On Windows 11 using PowerShell 7 in Windows Terminal I have the following configuration enabled:
# $HOME\.gitconfig
user.signingkey=F380062B9F847687
commit.gpgsign=true
gpg.program=C:/Program Files (x86)/GnuPG/bin/gpg.exe
I installed GPG via winget
with
winget install --id GnuPG.GnuPG
After that I configured the following settings for GNU GPG:
# $HOME\.gnupg\gpg.conf
use-agent
pinentry-mode loopback
# $HOME\.gnupg\gpg-agent.conf
allow-loopback-pinentry
For troubleshooting purposes, I enabled verbose command output for Git:
Set-EnvironmentVariable -Key GIT_TRACE -Value 1 -Scope Process
Kill and restart and gpg-agent
just to be sure:
gpgconf --kill gpg-agent && gpgconf --launch gpg-agent
Finally, I attempted to sign a commit with the command:
git commit -m 'test'
00:31:55.001562 exec-cmd.c:243 trace: resolved executable dir: C:/Program Files/Git/mingw64/bin
00:31:55.009679 git.c:462 trace: built-in: git commit -m 'test'
00:31:55.024849 run-command.c:661 trace: run_command: 'C:/Program Files (x86)/GnuPG/bin/gpg.exe' -bsau F380062B9F847687
That's where I am stuck now.

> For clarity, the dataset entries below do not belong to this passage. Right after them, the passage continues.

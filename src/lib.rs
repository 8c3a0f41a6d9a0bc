//! makei: resolve IBM i build variables and drive Better Object Builder builds.

pub mod app;
pub mod domain;
pub mod ports;
pub mod services;

#[cfg(test)]
pub(crate) mod testing;

pub use app::api::*;
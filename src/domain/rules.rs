//! Target declarations in `Rules.mk` files.
//!
//! This is a syntactic scan, not a make parser: it only recovers enough to
//! know which directory owns which target name.

use std::collections::BTreeMap;
use std::path::{Path, PathBuf};

use crate::domain::target_groups::TargetGroup;

pub const RULES_FILE: &str = "Rules.mk";

/// A target declared in a `Rules.mk`.
#[derive(Debug, Clone, PartialEq, Eq)]
pub struct TargetDecl {
    pub name: String,
    pub dir: PathBuf,
    pub group: Option<TargetGroup>,
}

/// Whether a `Rules.mk` line declares a top-level target.
///
/// Comments, indented recipe/continuation lines, and variable assignments are
/// skipped.
pub fn is_target_line(line: &str) -> bool {
    let line = line.trim_end();
    !line.is_empty()
        && !line.starts_with('#')
        && !line.starts_with([' ', '\t'])
        && !line.contains('=')
}

/// Extract target declarations from `content`, all owned by `dir`.
pub fn scan_rules(content: &str, dir: &Path) -> Vec<TargetDecl> {
    content
        .lines()
        .filter(|line| is_target_line(line))
        .filter_map(|line| {
            let name = line.split(':').next().unwrap_or_default().trim_end();
            if name.is_empty() {
                return None;
            }
            Some(TargetDecl {
                name: name.to_string(),
                dir: dir.to_path_buf(),
                group: TargetGroup::classify_target(name),
            })
        })
        .collect()
}

/// Target name to owning directory.
#[derive(Debug, Clone, Default, PartialEq, Eq)]
pub struct TargetOwnership {
    owners: BTreeMap<String, PathBuf>,
}

impl TargetOwnership {
    /// Build the map from declarations in processing order; later
    /// declarations of the same name replace earlier ones.
    pub fn from_declarations<'a>(decls: impl IntoIterator<Item = &'a TargetDecl>) -> Self {
        let mut ownership = Self::default();
        for decl in decls {
            ownership.insert(&decl.name, &decl.dir);
        }
        ownership
    }

    /// Record `name` as owned by `dir`, returning the previous owner if it differed.
    pub fn insert(&mut self, name: &str, dir: &Path) -> Option<PathBuf> {
        let previous = self.owners.insert(name.to_string(), dir.to_path_buf())?;
        if previous == dir {
            return None;
        }
        tracing::warn!(
            target_name = name,
            previous = %previous.display(),
            owner = %dir.display(),
            "target declared in more than one directory; last declaration wins"
        );
        Some(previous)
    }

    pub fn owner(&self, name: &str) -> Option<&Path> {
        self.owners.get(name).map(PathBuf::as_path)
    }

    pub fn len(&self) -> usize {
        self.owners.len()
    }

    pub fn is_empty(&self) -> bool {
        self.owners.is_empty()
    }

    /// Entries sorted by target name.
    pub fn iter(&self) -> impl Iterator<Item = (&String, &PathBuf)> {
        self.owners.iter()
    }
}
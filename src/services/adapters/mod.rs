pub mod shell_make;

pub use shell_make::ShellMakeRunner;
//! Source tree fixtures.

use std::fs;
use std::path::Path;

pub(crate) const IPROJ: &str = r#"{
  "description": "fixture project",
  "objlib": "LIBA",
  "curlib": "LIBA",
  "tgtCcsid": 37,
  "preUsrlibl": ["PRE1"],
  "postUsrlibl": ["POST1", "POST2"],
  "includePath": ["qprotosrc"],
  "setIBMiEnvCmd": ["CHGJOB CCSID(37)"]
}"#;

pub(crate) fn write(root: &Path, relative: &str, content: &str) {
    let path = root.join(relative);
    if let Some(parent) = path.parent() {
        fs::create_dir_all(parent).expect("Failed to create fixture directory");
    }
    fs::write(&path, content).expect("Failed to write fixture file");
}

/// A two-level project: `qrpglesrc` inherits the defaults, `qrpglesrc/utils`
/// overrides the CCSID only.
pub(crate) fn write_sample(root: &Path) {
    write(root, "iproj.json", IPROJ);
    write(root, "qrpglesrc/Rules.mk", "HELLO.PGM: hello.pgm.rpgle\n\t@echo building\n# note\nX = 1\n");
    write(root, "qrpglesrc/utils/Rules.mk", "UTIL.SRVPGM: util.bnd UTIL.MODULE\nUTIL.MODULE: util.rpgle\n");
    write(root, "qrpglesrc/utils/.ibmi.json", r#"{"version":"0.0.1","build":{"tgtCcsid":1208}}"#);
}
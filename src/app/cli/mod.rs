//! CLI Adapter.

mod build;
mod inspect;

use crate::domain::AppError;
use clap::{Parser, Subcommand};
use std::path::PathBuf;

/// Conventional shell status for a process stopped by SIGINT.
const INTERRUPTED_EXIT_CODE: i32 = 130;

#[derive(Parser)]
#[command(name = "makei")]
#[command(version)]
#[command(
    about = "Resolve IBM i build variables and drive Better Object Builder builds",
    long_about = None
)]
struct Cli {
    #[command(subcommand)]
    command: Commands,
}

#[derive(Subcommand)]
enum Commands {
    /// Build the project (all targets unless some are given)
    #[clap(visible_alias = "b")]
    Build {
        /// Targets to build, e.g. HELLO.PGM
        targets: Vec<String>,
        #[command(flatten)]
        engine: build::EngineArgs,
    },
    /// Build the objects produced by the given source files
    #[clap(visible_alias = "c")]
    Compile {
        /// Source files, e.g. qrpglesrc/hello.pgm.rpgle
        #[arg(required = true)]
        files: Vec<PathBuf>,
        #[command(flatten)]
        engine: build::EngineArgs,
    },
    /// Print the build variable file make would receive
    Vars {
        /// Project directory (defaults to current directory)
        #[arg(short = 'C', long)]
        dir: Option<PathBuf>,
    },
    /// List targets declared in Rules.mk files
    #[clap(visible_alias = "ls")]
    Targets {
        /// Project directory (defaults to current directory)
        #[arg(short = 'C', long)]
        dir: Option<PathBuf>,
    },
}

/// Entry point for the CLI.
pub fn run() {
    crate::app::init_tracing();
    let cli = Cli::parse();

    let result: Result<i32, AppError> = match cli.command {
        Commands::Build { targets, engine } => build::run_build(targets, engine),
        Commands::Compile { files, engine } => build::run_compile(files, engine),
        Commands::Vars { dir } => inspect::run_vars(dir).map(|_| 0),
        Commands::Targets { dir } => inspect::run_targets(dir).map(|_| 0),
    };

    match result {
        Ok(exit_code) => {
            if exit_code != 0 {
                std::process::exit(exit_code);
            }
        }
        Err(AppError::Interrupted) => {
            eprintln!("Build interrupted");
            std::process::exit(INTERRUPTED_EXIT_CODE);
        }
        Err(e) => {
            eprintln!("Error: {}", e);
            std::process::exit(1);
        }
    }
}

fn project_dir(dir: Option<PathBuf>) -> Result<PathBuf, AppError> {
    match dir {
        Some(dir) => Ok(dir),
        None => Ok(std::env::current_dir()?),
    }
}

fn stdout_is_terminal() -> bool {
    use std::io::IsTerminal;
    std::io::stdout().is_terminal()
}
use std::path::Path;

use crate::domain::AppError;

/// How a make run ended.
#[derive(Debug, Clone, Copy, PartialEq, Eq)]
pub enum MakeExit {
    /// make ran to completion with this exit code.
    Code(i32),
    /// The user interrupted the build (SIGINT, SIGTERM or SIGHUP) while make was running.
    Interrupted,
}

/// Port for running the external make engine.
pub trait MakeRunner {
    /// Run `command` through the shell in `cwd` and block until it exits.
    ///
    /// Failing to start the process is an error; a non-zero exit is not.
    /// An interrupt received while make runs must not terminate the caller:
    /// it is reported as [`MakeExit::Interrupted`] so the caller can clean up.
    fn run(&self, command: &str, cwd: &Path) -> Result<MakeExit, AppError>;
}
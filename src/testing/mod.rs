mod fake_make;

pub use fake_make::FakeMakeRunner;
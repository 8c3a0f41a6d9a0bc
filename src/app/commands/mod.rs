pub mod build;
pub mod compile;
pub mod inspect;
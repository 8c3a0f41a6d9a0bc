//! Build and compile command implementation.

use std::path::PathBuf;

use clap::Args;

use crate::app::api::{self, BuildOptions, BuildReport};
use crate::domain::AppError;
use crate::domain::make::{DEFAULT_BOB_PATH, DEFAULT_MAKE_PROGRAM};

#[derive(Args)]
pub struct EngineArgs {
    /// Extra options passed to make, e.g. "-j4"
    #[arg(short = 'e', long = "make-options", allow_hyphen_values = true)]
    make_options: Option<String>,
    /// Better Object Builder installation root
    #[arg(long, default_value = DEFAULT_BOB_PATH)]
    bob_path: PathBuf,
    /// Make program to run
    #[arg(long = "make", default_value = DEFAULT_MAKE_PROGRAM)]
    make_program: String,
    /// Project directory (defaults to current directory)
    #[arg(short = 'C', long)]
    dir: Option<PathBuf>,
}

impl EngineArgs {
    fn into_options(self, targets: Vec<String>) -> (Option<PathBuf>, BuildOptions) {
        let defaults = BuildOptions::default();
        let options = BuildOptions {
            targets: if targets.is_empty() { defaults.targets } else { targets },
            make_options: self.make_options,
            bob_path: self.bob_path,
            make_program: self.make_program,
            color: super::stdout_is_terminal(),
        };
        (self.dir, options)
    }
}

pub fn run_build(targets: Vec<String>, engine: EngineArgs) -> Result<i32, AppError> {
    let (dir, options) = engine.into_options(targets);
    let report = api::build_at(super::project_dir(dir)?, options)?;
    Ok(finish(&report))
}

pub fn run_compile(files: Vec<PathBuf>, engine: EngineArgs) -> Result<i32, AppError> {
    let (dir, options) = engine.into_options(Vec::new());
    let report = api::compile_at(super::project_dir(dir)?, &files, options)?;
    Ok(finish(&report))
}

fn finish(report: &BuildReport) -> i32 {
    if report.success() {
        println!("✅ Build completed");
    } else {
        eprintln!("❌ Build failed: make exited with status {}", report.exit_code);
    }
    if report.normalized_events > 0 {
        println!("  Normalized {} event file(s)", report.normalized_events);
    }
    report.exit_code
}
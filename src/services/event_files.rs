//! Post-build rewrite of compiler event files.

use std::fs;
use std::io;
use std::path::{Path, PathBuf};

use crate::domain::event_log::{EVENT_DIR, EVENT_EXTENSION, normalize_event_bytes};

/// Rewrite every event file under `<source_root>/.evfevent` with the
/// absolute source-root prefix removed. Returns how many files changed.
///
/// Runs after make whatever its outcome, so nothing here fails the build: an
/// unreadable directory or file is logged and skipped.
pub fn normalize_event_files(source_root: &Path) -> usize {
    let dir = source_root.join(EVENT_DIR);
    if !dir.is_dir() {
        return 0;
    }

    let mut files = Vec::new();
    collect_event_files(&dir, &mut files);
    files.sort();

    let mut rewritten = 0;
    for path in files {
        match normalize_file(&path, source_root) {
            Ok(true) => rewritten += 1,
            Ok(false) => {}
            Err(err) => tracing::warn!(path = %path.display(), %err, "skipped event file"),
        }
    }

    tracing::debug!(rewritten, "normalized event files");
    rewritten
}

fn normalize_file(path: &Path, source_root: &Path) -> io::Result<bool> {
    let content = fs::read(path)?;
    let normalized = normalize_event_bytes(&content, source_root);
    if normalized == content {
        return Ok(false);
    }
    fs::write(path, normalized)?;
    Ok(true)
}

fn collect_event_files(dir: &Path, files: &mut Vec<PathBuf>) {
    let entries = match fs::read_dir(dir) {
        Ok(entries) => entries,
        Err(err) => {
            tracing::warn!(path = %dir.display(), %err, "skipped event directory");
            return;
        }
    };
    for entry in entries.flatten() {
        let path = entry.path();
        if entry.file_type().is_ok_and(|t| t.is_dir()) {
            collect_event_files(&path, files);
        } else if path.extension().is_some_and(|ext| ext == EVENT_EXTENSION) {
            files.push(path);
        }
    }
}
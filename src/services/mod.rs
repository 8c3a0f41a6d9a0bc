pub mod adapters;
pub mod event_files;
pub mod project_tree;

pub use adapters::ShellMakeRunner;
pub use project_tree::ProjectTree;
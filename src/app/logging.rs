use std::sync::Once;

static TRACING_INIT: Once = Once::new();

/// Initialize tracing for diagnostic output on stderr.
///
/// Safe to call multiple times. Enable with `RUST_LOG=makei=debug`.
pub fn init_tracing() {
    TRACING_INIT.call_once(|| {
        use tracing_subscriber::{EnvFilter, fmt, prelude::*};

        // Only initialize if RUST_LOG is set
        if std::env::var("RUST_LOG").is_ok() {
            let filter = EnvFilter::from_default_env();
            tracing_subscriber::registry()
                .with(fmt::layer().with_writer(std::io::stderr).with_target(true))
                .with(filter)
                .init();
        }
    });
}
//! Project descriptor model and parser (`iproj.json`).

use std::fmt;

use serde::Deserialize;

use crate::domain::AppError;

pub const PROJECT_DESCRIPTOR_FILE: &str = "iproj.json";

/// Current-library value meaning "let the job pick its default".
pub const DEFAULT_CURLIB: &str = "*CRTDFT";

/// Character-set identifier objects are compiled with.
///
/// Descriptors write numeric CCSIDs as JSON numbers (`37`) and special values
/// as strings (`"*JOB"`); both forms are kept as written.
#[derive(Debug, Clone, PartialEq, Eq, Deserialize)]
#[serde(untagged)]
pub enum Ccsid {
    Number(u32),
    Special(String),
}

impl fmt::Display for Ccsid {
    fn fmt(&self, f: &mut fmt::Formatter<'_>) -> fmt::Result {
        match self {
            Ccsid::Number(value) => write!(f, "{value}"),
            Ccsid::Special(value) => f.write_str(value),
        }
    }
}

impl From<u32> for Ccsid {
    fn from(value: u32) -> Self {
        Ccsid::Number(value)
    }
}

impl From<&str> for Ccsid {
    fn from(value: &str) -> Self {
        Ccsid::Special(value.to_string())
    }
}

#[derive(Debug, Deserialize)]
#[serde(rename_all = "camelCase")]
struct RawProjectDescriptor {
    objlib: Option<String>,
    tgt_ccsid: Option<Ccsid>,
    curlib: Option<String>,
    #[serde(default)]
    pre_usrlibl: Vec<String>,
    #[serde(default)]
    post_usrlibl: Vec<String>,
    #[serde(default)]
    include_path: Vec<String>,
    #[serde(rename = "setIBMiEnvCmd")]
    set_ibmi_env_cmd: Option<Vec<String>>,
}

/// Project-level build settings, immutable for the lifetime of a build.
#[derive(Debug, Clone, PartialEq, Eq)]
pub struct ProjectDescriptor {
    pub objlib: String,
    pub tgt_ccsid: Ccsid,
    pub curlib: String,
    pub pre_usrlibl: Vec<String>,
    pub post_usrlibl: Vec<String>,
    pub include_path: Vec<String>,
    pub set_ibmi_env_cmd: Option<Vec<String>>,
}

impl ProjectDescriptor {
    /// Parse descriptor JSON. `origin` names the file in error messages.
    pub fn parse_json(content: &str, origin: &str) -> Result<Self, AppError> {
        let raw: RawProjectDescriptor =
            serde_json::from_str(content).map_err(|e| AppError::parse_error(origin, e))?;

        let objlib = raw
            .objlib
            .filter(|lib| !lib.trim().is_empty())
            .ok_or(AppError::MissingDescriptorField { field: "objlib", path: origin.into() })?;
        let tgt_ccsid = raw
            .tgt_ccsid
            .ok_or(AppError::MissingDescriptorField { field: "tgtCcsid", path: origin.into() })?;

        Ok(Self {
            objlib,
            tgt_ccsid,
            curlib: raw.curlib.unwrap_or_else(|| DEFAULT_CURLIB.to_string()),
            pre_usrlibl: raw.pre_usrlibl,
            post_usrlibl: raw.post_usrlibl,
            include_path: raw.include_path,
            set_ibmi_env_cmd: raw.set_ibmi_env_cmd,
        })
    }

    /// Environment setup commands joined with a literal `\n` so make can re-split them.
    pub fn ibmi_env_cmds(&self) -> String {
        self.set_ibmi_env_cmd.as_deref().map(|cmds| cmds.join("\\n")).unwrap_or_default()
    }
}
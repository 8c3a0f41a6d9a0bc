use std::path::Path;
use std::process::{Command, ExitStatus};
use std::sync::OnceLock;
use std::sync::atomic::{AtomicBool, Ordering};

use crate::domain::AppError;
use crate::ports::{MakeExit, MakeRunner};

static INTERRUPTED: AtomicBool = AtomicBool::new(false);
static HANDLER_INSTALLED: OnceLock<bool> = OnceLock::new();

/// Route SIGINT, SIGTERM and SIGHUP to a flag instead of the default
/// terminate action, once per process.
///
/// make shares the terminal's process group and still receives the signal
/// itself, so an interrupted build ends when make does and the caller gets to
/// run its cleanup.
fn install_interrupt_handler() -> bool {
    *HANDLER_INSTALLED.get_or_init(|| {
        match ctrlc::set_handler(|| INTERRUPTED.store(true, Ordering::SeqCst)) {
            Ok(()) => true,
            Err(err) => {
                tracing::warn!(%err, "could not install interrupt handler");
                false
            }
        }
    })
}

#[cfg(unix)]
fn killed_by_interrupt(status: &ExitStatus) -> bool {
    use std::os::unix::process::ExitStatusExt;
    // SIGHUP, SIGINT, SIGTERM
    matches!(status.signal(), Some(1 | 2 | 15))
}

#[cfg(not(unix))]
fn killed_by_interrupt(_status: &ExitStatus) -> bool {
    false
}

/// Runs make through `sh -c`, streaming its output to the terminal.
#[derive(Debug, Clone, Default)]
pub struct ShellMakeRunner;

impl ShellMakeRunner {
    /// Creating a runner installs the process interrupt handler, so a Ctrl-C
    /// anywhere in the build no longer kills the process outright.
    pub fn new() -> Self {
        install_interrupt_handler();
        Self
    }
}

impl MakeRunner for ShellMakeRunner {
    fn run(&self, command: &str, cwd: &Path) -> Result<MakeExit, AppError> {
        tracing::debug!(command, cwd = %cwd.display(), "spawning make");
        let handler = install_interrupt_handler();
        INTERRUPTED.store(false, Ordering::SeqCst);

        let status = Command::new("sh")
            .arg("-c")
            .arg(command)
            .current_dir(cwd)
            .status()
            .map_err(|e| AppError::MakeSpawn { command: command.to_string(), details: e.to_string() })?;

        if (handler && INTERRUPTED.swap(false, Ordering::SeqCst)) || killed_by_interrupt(&status) {
            tracing::warn!(command, "make interrupted");
            return Ok(MakeExit::Interrupted);
        }

        match status.code() {
            Some(code) => Ok(MakeExit::Code(code)),
            None => {
                tracing::warn!(command, "make terminated by a signal");
                Ok(MakeExit::Code(1))
            }
        }
    }
}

The Git command never completes and stays in a perpetually indefinite state. There's no error message that I could pick up for further Google searches, and there are also no log files in the $HOME\.gnupg
directory (suspicious?) so I did appreciate any other leads that could me help resolve this problem.
I stumbled upon a solution by accident: in my case, the environment variable GNUPGHOME
was not set, so added the recommended default record $HOME\.gnupg
and now everything works fine again.